▸ **Exercise goal**
Print the listing below exactly.

▸ **Data for this task**
--------

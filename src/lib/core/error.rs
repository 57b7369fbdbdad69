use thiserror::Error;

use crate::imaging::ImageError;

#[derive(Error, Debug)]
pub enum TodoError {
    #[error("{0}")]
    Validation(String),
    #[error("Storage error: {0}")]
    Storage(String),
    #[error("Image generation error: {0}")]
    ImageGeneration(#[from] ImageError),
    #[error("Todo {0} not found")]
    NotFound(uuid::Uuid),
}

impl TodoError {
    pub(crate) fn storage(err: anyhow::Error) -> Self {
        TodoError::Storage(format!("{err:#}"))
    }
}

--------

▸ **Response to the task**
filename src/lib/core/error.rs
repository 57b7369fbdbdad69
use thiserror::Error;

use crate::imaging::ImageError;

#[derive(Error, Debug)]
pub enum TodoError {
    #[error("{0}")]
    Validation(String),
    #[error("Storage error: {0}")]
    Storage(String),
    #[error("Image generation error: {0}")]
    ImageGeneration(#[from] ImageError),
    #[error("Todo {0} not found")]
    NotFound(uuid::Uuid),
}

impl TodoError {
    pub(crate) fn storage(err: anyhow::Error) -> Self {
        TodoError::Storage(format!("{err:#}"))
    }
}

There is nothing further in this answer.